Requirement: Each line of the listing where the string "time" appears is to be identified and copied.

*** Opening Recorded information ***

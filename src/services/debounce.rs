//! Reed contact debouncing
//!
//! Reed switches bounce for a few milliseconds when the magnet moves past
//! the threshold, and long cable runs pick up the occasional spurious
//! level. The debouncer uses a dual-read policy: a reading that matches
//! the last accepted raw level is taken as-is; a reading that differs is
//! treated as in-flux, re-read after a short settle delay, and the second
//! read wins. A single-sample glitch shorter than the settle window can
//! therefore never surface as a state change.

use crate::domain::DoorState;
use crate::io::gpio::DigitalInput;
use anyhow::Result;
use std::time::Duration;

pub struct Debouncer<I: DigitalInput> {
    input: I,
    settle: Duration,
    active_low: bool,
    last_raw: Option<bool>,
}

impl<I: DigitalInput> Debouncer<I> {
    pub fn new(input: I, settle: Duration, active_low: bool) -> Self {
        Self { input, settle, active_low, last_raw: None }
    }

    /// Take one debounced sample. Must be called at a roughly periodic
    /// interval; the only suspension inside is the settle delay, and only
    /// when the line appears to be changing.
    pub async fn sample(&mut self) -> Result<DoorState> {
        let first = self.input.read()?;
        let level = if self.last_raw == Some(first) {
            first
        } else {
            // Line is in flux (or this is the first sample): wait out the
            // bounce window and trust the second read.
            tokio::time::sleep(self.settle).await;
            self.input.read()?
        };
        self.last_raw = Some(level);
        Ok(DoorState::from_level(level, self.active_low))
    }
}
// sharemarks platform paths for macOS
// Data: ~/Library/Application Support/Sharemarks

use std::env;
use std::path::PathBuf;

/// Returns the home directory on macOS.
fn home_dir() -> PathBuf {
    PathBuf::from(env::var("HOME").unwrap_or_else(|_| String::from("/tmp")))
}

/// Returns the data directory for sharemarks on macOS.
/// `~/Library/Application Support/Sharemarks`
pub fn get_data_dir() -> PathBuf {
    home_dir()
        .join("Library")
        .join("Application Support")
        .join("Sharemarks")
}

*** Closing Recorded information ***

Result of the task:
use std::time::Duration;
            tokio::time::sleep(self.settle).await;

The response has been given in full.